Klinik fur Neurologie, Christian-Albrechts-Universitat zu Kiel, Niemannsweg 147, 24105, Kiel, Germany
Increased binding of a ligand for the peripheral benzodiazepine binding receptor is currently used in PET studies as an in vivo measurement of inflammation in diseases like multiple sclerosis and Alzheimer's disease.
Although peripheral-type benzodiazepin receptors (PBRs) are abundant in many cell types and expressed in the CNS physiologically only at low levels, previous reports suggest that after experimental lesions in animal models and in human neurodegenerative/-inflammatory diseases upregulated PBR expression with increased binding of its ligand PK11195 is confined mainly to activated microglia in vivo/in situ.
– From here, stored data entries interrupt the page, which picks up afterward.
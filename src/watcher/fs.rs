//! Recursive `notify` subscription on the content root.
//!
//! Raw events are filtered (outside the root, hidden, excluded), translated
//! to [`FsEvent`]s relative to the root and forwarded to the route service
//! mailbox. File changes of every kind are coalesced per path before they
//! are forwarded; a directory moved into the tree is walked right away.

use std::path::{Path, PathBuf};

use notify::event::{ModifyKind, RenameMode};
use notify::{Event, EventKind, RecommendedWatcher, RecursiveMode, Watcher};
use tokio::sync::mpsc;
use tokio::time::Instant;
use tokio_util::sync::CancellationToken;

use crate::routing::{ContentWalker, PathFilter};
use crate::service::RouteServiceHandle;

use super::FsEvent;
use super::debouncer::{ChangeKind, Debouncer};
use super::error::WatchError;

/// A filesystem change before debouncing and directory expansion.
#[derive(Debug, Clone, PartialEq, Eq)]
pub enum RawChange {
    Created(PathBuf),
    Removed(PathBuf),
    Modified(PathBuf),
    /// Rename whose direction the platform did not report.
    Moved(PathBuf),
}

/// Translate one `notify` event into changes relative to `root`.
///
/// Paths outside `root`, the root itself, hidden paths and excluded
/// directories are dropped. Metadata and access events produce nothing.
pub fn translate_event(event: &Event, root: &Path, filter: &PathFilter) -> Vec<RawChange> {
    let relative = |path: &PathBuf| -> Option<PathBuf> {
        let rel = path.strip_prefix(root).ok()?;
        if rel.as_os_str().is_empty() || filter.is_ignored(rel) {
            return None;
        }
        Some(rel.to_path_buf())
    };

    let each = |make: fn(PathBuf) -> RawChange| -> Vec<RawChange> {
        event.paths.iter().filter_map(relative).map(make).collect()
    };

    match event.kind {
        EventKind::Create(_) => each(RawChange::Created),
        EventKind::Remove(_) => each(RawChange::Removed),
        EventKind::Modify(ModifyKind::Name(RenameMode::From)) => each(RawChange::Removed),
        EventKind::Modify(ModifyKind::Name(RenameMode::To)) => each(RawChange::Created),
        EventKind::Modify(ModifyKind::Name(RenameMode::Both)) => {
            let mut changes = Vec::with_capacity(2);
            if let Some(from) = event.paths.first().and_then(relative) {
                changes.push(RawChange::Removed(from));
            }
            if let Some(to) = event.paths.get(1).and_then(relative) {
                changes.push(RawChange::Created(to));
            }
            changes
        }
        EventKind::Modify(ModifyKind::Name(_)) => each(RawChange::Moved),
        EventKind::Modify(ModifyKind::Metadata(_)) => Vec::new(),
        EventKind::Modify(_) => each(RawChange::Modified),
        EventKind::Access(_) | EventKind::Any | EventKind::Other => Vec::new(),
    }
}

/// Watches the content root and feeds the route service.
pub struct FsWatcher {
    /// Canonical content root, as reported in event paths.
    root: PathBuf,
    filter: PathFilter,
    debouncer: Debouncer,
    event_rx: mpsc::Receiver<notify::Result<Event>>,
    _watcher: RecommendedWatcher,
    sink: RouteServiceHandle,
}

impl FsWatcher {
    pub fn builder() -> FsWatcherBuilder {
        FsWatcherBuilder::new()
    }

    /// Run until cancelled or until the route service goes away.
    pub async fn watch(mut self, ct: CancellationToken) -> Result<(), WatchError> {
        crate::log_event!("watcher", "started", "{}", self.root.display());

        loop {
            let deadline = self.debouncer.next_deadline();
            let settle = tokio::time::sleep_until(
                deadline.map_or_else(Instant::now, Instant::from_std),
            );

            tokio::select! {
                _ = ct.cancelled() => {
                    crate::debug_event!("watcher", "stopped");
                    return Ok(());
                }

                res = self.event_rx.recv() => match res {
                    Some(Ok(event)) => self.handle_event(event).await?,
                    Some(Err(e)) => tracing::error!("[watcher] file watch error: {e}"),
                    None => return Err(WatchError::EventStreamClosed),
                },

                _ = settle, if deadline.is_some() => {
                    self.flush_ready().await?;
                }
            }
        }
    }

    async fn handle_event(&mut self, event: Event) -> Result<(), WatchError> {
        for change in translate_event(&event, &self.root, &self.filter) {
            crate::debug_event!("watcher", "raw", "{change:?}");
            match change {
                RawChange::Created(path) => self.added(path).await?,
                RawChange::Removed(path) => self.debouncer.record(path, ChangeKind::Removed),
                RawChange::Modified(path) => self.debouncer.record(path, ChangeKind::Changed),
                RawChange::Moved(path) => {
                    if self.root.join(&path).exists() {
                        self.added(path).await?;
                    } else {
                        self.debouncer.record(path, ChangeKind::Removed);
                    }
                }
            }
        }
        Ok(())
    }

    /// Forward settled paths. What is on disk now decides between a
    /// removal and an addition; the coalesced kind only says whether an
    /// existing file was replaced or merely written.
    async fn flush_ready(&mut self) -> Result<(), WatchError> {
        for (path, kind) in self.debouncer.take_ready() {
            let exists = self.root.join(&path).exists();
            let event = match kind {
                _ if !exists => FsEvent::Removed(path),
                ChangeKind::Changed => FsEvent::Changed(path),
                ChangeKind::Added | ChangeKind::Removed => FsEvent::Added(path),
            };
            self.send(event).await?;
        }
        Ok(())
    }

    /// A new entry. Files wait out the quiet period like any other change.
    /// Directories moved into the tree arrive as a single event, so their
    /// documents are discovered by walking them.
    async fn added(&mut self, path: PathBuf) -> Result<(), WatchError> {
        let absolute = self.root.join(&path);
        if !absolute.is_dir() {
            self.debouncer.record(path, ChangeKind::Added);
            return Ok(());
        }

        let walker = ContentWalker::new(self.filter.clone());
        let root = self.root.clone();
        let found = tokio::task::spawn_blocking(move || walker.walk(&root, &absolute))
            .await
            .map_err(|source| WatchError::Walk {
                path: path.clone(),
                source,
            })?;

        crate::debug_event!(
            "watcher",
            "directory added",
            "{} ({} documents)",
            path.display(),
            found.len()
        );
        for file in found {
            self.send(FsEvent::Added(file)).await?;
        }
        Ok(())
    }

    async fn send(&self, event: FsEvent) -> Result<(), WatchError> {
        self.sink
            .file_event(event)
            .await
            .map_err(WatchError::ServiceStopped)
    }
}

/// Builder for [`FsWatcher`].
pub struct FsWatcherBuilder {
    root: Option<PathBuf>,
    filter: Option<PathFilter>,
    sink: Option<RouteServiceHandle>,
    debounce_ms: u64,
}

impl FsWatcherBuilder {
    pub fn new() -> Self {
        Self {
            root: None,
            filter: None,
            sink: None,
            debounce_ms: 100,
        }
    }

    pub fn root(mut self, root: PathBuf) -> Self {
        self.root = Some(root);
        self
    }

    pub fn filter(mut self, filter: PathFilter) -> Self {
        self.filter = Some(filter);
        self
    }

    /// Mailbox that receives translated events.
    pub fn sink(mut self, sink: RouteServiceHandle) -> Self {
        self.sink = Some(sink);
        self
    }

    pub fn debounce_ms(mut self, ms: u64) -> Self {
        self.debounce_ms = ms;
        self
    }

    /// Create the `notify` watcher and subscribe to the root recursively.
    pub fn build(self) -> Result<FsWatcher, WatchError> {
        let root = self.root.ok_or(WatchError::MissingOption("content root"))?;
        let sink = self.sink.ok_or(WatchError::MissingOption("route service handle"))?;
        let filter = self.filter.ok_or(WatchError::MissingOption("path filter"))?;

        // Event paths are reported against the resolved root (symlinks, /private on macOS)
        let root = root
            .canonicalize()
            .map_err(|source| WatchError::Canonicalize { path: root, source })?;

        let (tx, rx) = mpsc::channel(256);
        let mut watcher = notify::recommended_watcher(move |res: notify::Result<Event>| {
            let _ = tx.blocking_send(res);
        })?;

        watcher
            .watch(&root, RecursiveMode::Recursive)
            .map_err(|source| WatchError::Watch {
                path: root.clone(),
                source,
            })?;

        Ok(FsWatcher {
            root,
            filter,
            debouncer: Debouncer::new(self.debounce_ms),
            event_rx: rx,
            _watcher: watcher,
            sink,
        })
    }
}

impl Default for FsWatcherBuilder {
    fn default() -> Self {
        Self::new()
    }
}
Because the functional role of the PBR is unknown, we confirm by immunohistochemistry and PCR (I) that this receptor is expressed on microglia in vitro and (II) that benzodiazepines modulate proliferation of microglial cells and the release of the inflammatory molecules nitric oxide (NO) and tumor necrosis factor-alpha (TNF-alpha) in cell culture supernatants of primary rat microglia.
Compared to lipopolysaccharide-activated controls the release of NO was markedly decreased in cultures treated with benzodiazepines (clonazepam, midazolam, diazepam) and the PBR ligand PK11195.
Moreover, release of TNF-alpha and proliferation was significantly inhibited in the benzodiazepine-treated groups.
These findings link the in vivo data of elevated PBR levels in neurodegenerative/-inflammatory diseases to a functional role and opens up possible therapeutic intervention targeting the PBR in microglia.